• **Data excerpts**:
______________________________

//! One-shot migration of a monolithic file into manifest + segments.
//!
//! The slicer consults the format inspector for archive boundaries,
//! copies the header prefix and each archive region into its own
//! segment file, persists the manifest, and removes the original.
//!
//! The procedure is not transactional. A crash while segments are being
//! written leaves the original file intact and the opener's plain-file
//! fallback working; only the narrow window between manifest durability
//! and original deletion can leave both paths alive at once. The
//! original is deleted strictly last, after every segment and the
//! manifest have been synced to disk.
//!
//! The slicer requires exclusive access to the logical name for its
//! duration; it is non-reentrant and deliberately unguarded, so
//! exclusion is the caller's responsibility.

use crate::error::{TesseraError, TesseraResult};
use crate::inspect::FormatInspector;
use crate::manifest::{manifest_path, sync_parent_dir, Manifest};
use crate::segment::{segment_path, Tier};
use std::fs::{self, File};
use std::io::{self, Read, Seek, SeekFrom};
use std::path::Path;

/// Transforms the monolithic file at `logical` into a manifest plus
/// segment files, removing the original.
///
/// Segment 0 holds the header prefix (everything before the first
/// archive region), tagged `cold`; archive regions follow as segments
/// `1..`, tagged `hot` except the last, which is tagged `cold`. Tier
/// tags are placement hints embedded in file names only.
///
/// # Errors
///
/// Returns an error if the inspector reports no regions or a region
/// outside the file, or if any copy, sync, manifest write, or deletion
/// fails. On error the original file is left in place unless the
/// failure occurred during the final deletion itself.
pub fn slice(logical: &Path, inspector: &dyn FormatInspector) -> TesseraResult<()> {
    let regions = inspector.archive_regions(logical)?;
    if regions.is_empty() {
        return Err(TesseraError::invalid_layout("no archive regions"));
    }

    let header_len = regions[0].offset;
    if header_len == 0 {
        return Err(TesseraError::invalid_layout(
            "first archive region starts at offset 0, leaving no header prefix",
        ));
    }

    let original_len = fs::metadata(logical)?.len();
    let mut original = File::open(logical)?;
    let mut manifest = Manifest::new();

    tracing::debug!(
        path = %logical.display(),
        archives = regions.len(),
        total = original_len,
        "slicing monolithic file"
    );

    let header_path = segment_path(logical, Tier::Cold, 0);
    copy_region(&mut original, &header_path, 0, header_len, original_len)?;
    manifest.archives.push((header_path, header_len));

    let total_archives = regions.len();
    for (i, region) in regions.iter().enumerate() {
        let tier = if i + 1 == total_archives {
            Tier::Cold
        } else {
            Tier::Hot
        };
        let path = segment_path(logical, tier, i + 1);
        copy_region(&mut original, &path, region.offset, region.size, original_len)?;
        tracing::debug!(path = %path.display(), size = region.size, "wrote segment");
        manifest.archives.push((path, region.size));
    }
    drop(original);

    sync_parent_dir(logical)?;
    manifest.save(&manifest_path(logical))?;

    // Deleted strictly last: any crash before this point leaves the
    // plain-file fallback working.
    fs::remove_file(logical)?;
    sync_parent_dir(logical)?;

    Ok(())
}

/// Copies `len` bytes at `offset` of the original into a new segment
/// file and syncs it.
fn copy_region(
    original: &mut File,
    dest: &Path,
    offset: u64,
    len: u64,
    original_len: u64,
) -> TesseraResult<()> {
    let end = offset.saturating_add(len);
    if end > original_len {
        return Err(TesseraError::invalid_layout(format!(
            "region [{offset}, {end}) extends past end of file ({original_len} bytes)"
        )));
    }

    original.seek(SeekFrom::Start(offset))?;
    let mut segment = File::create(dest)?;
    let copied = io::copy(&mut original.by_ref().take(len), &mut segment)?;
    if copied != len {
        return Err(TesseraError::invalid_layout(format!(
            "short copy into {}: {copied} of {len} bytes",
            dest.display()
        )));
    }
    segment.sync_all()?;

    Ok(())
}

______________________________

• **TASK ITEM**:
Write the entries out again exactly.

• **SOLUTION**:
//! One-shot migration of a monolithic file into manifest + segments.
//!
//! The slicer consults the format inspector for archive boundaries,
//! copies the header prefix and each archive region into its own
//! segment file, persists the manifest, and removes the original.
//!
//! The procedure is not transactional. A crash while segments are being
//! written leaves the original file intact and the opener's plain-file
//! fallback working; only the narrow window between manifest durability
//! and original deletion can leave both paths alive at once. The
//! original is deleted strictly last, after every segment and the
//! manifest have been synced to disk.
//!
//! The slicer requires exclusive access to the logical name for its
//! duration; it is non-reentrant and deliberately unguarded, so
//! exclusion is the caller's responsibility.

use crate::error::{TesseraError, TesseraResult};
use crate::inspect::FormatInspector;
use crate::manifest::{manifest_path, sync_parent_dir, Manifest};
use crate::segment::{segment_path, Tier};
use std::fs::{self, File};
use std::io::{self, Read, Seek, SeekFrom};
use std::path::Path;

/// Transforms the monolithic file at `logical` into a manifest plus
/// segment files, removing the original.
///
/// Segment 0 holds the header prefix (everything before the first
/// archive region), tagged `cold`; archive regions follow as segments
/// `1..`, tagged `hot` except the last, which is tagged `cold`. Tier
/// tags are placement hints embedded in file names only.
///
/// # Errors
///
/// Returns an error if the inspector reports no regions or a region
/// outside the file, or if any copy, sync, manifest write, or deletion
/// fails. On error the original file is left in place unless the
/// failure occurred during the final deletion itself.
pub fn slice(logical: &Path, inspector: &dyn FormatInspector) -> TesseraResult<()> {
    let regions = inspector.archive_regions(logical)?;
    if regions.is_empty() {
        return Err(TesseraError::invalid_layout("no archive regions"));
    }

    let header_len = regions[0].offset;
    if header_len == 0 {
        return Err(TesseraError::invalid_layout(
            "first archive region starts at offset 0, leaving no header prefix",
        ));
    }

    let original_len = fs::metadata(logical)?.len();
    let mut original = File::open(logical)?;
    let mut manifest = Manifest::new();

    tracing::debug!(
        path = %logical.display(),
        archives = regions.len(),
        total = original_len,
        "slicing monolithic file"
    );

    let header_path = segment_path(logical, Tier::Cold, 0);
    copy_region(&mut original, &header_path, 0, header_len, original_len)?;
    manifest.archives.push((header_path, header_len));

    let total_archives = regions.len();
    for (i, region) in regions.iter().enumerate() {
        let tier = if i + 1 == total_archives {
            Tier::Cold
        } else {
            Tier::Hot
        };
        let path = segment_path(logical, tier, i + 1);
        copy_region(&mut original, &path, region.offset, region.size, original_len)?;
        tracing::debug!(path = %path.display(), size = region.size, "wrote segment");
        manifest.archives.push((path, region.size));
    }
    drop(original);

    sync_parent_dir(logical)?;
    manifest.save(&manifest_path(logical))?;

    // Deleted strictly last: any crash before this point leaves the
    // plain-file fallback working.
    fs::remove_file(logical)?;
    sync_parent_dir(logical)?;

    Ok(())
}

/// Copies `len` bytes at `offset` of the original into a new segment
/// file and syncs it.
fn copy_region(
    original: &mut File,
    dest: &Path,
    offset: u64,
    len: u64,
    original_len: u64,
) -> TesseraResult<()> {
    let end = offset.saturating_add(len);
    if end > original_len {
        return Err(TesseraError::invalid_layout(format!(
            "region [{offset}, {end}) extends past end of file ({original_len} bytes)"
        )));
    }

    original.seek(SeekFrom::Start(offset))?;
    let mut segment = File::create(dest)?;
    let copied = io::copy(&mut original.by_ref().take(len), &mut segment)?;
    if copied != len {
        return Err(TesseraError::invalid_layout(format!(
            "short copy into {}: {copied} of {len} bytes",
            dest.display()
        )));
    }
    segment.sync_all()?;

    Ok(())
}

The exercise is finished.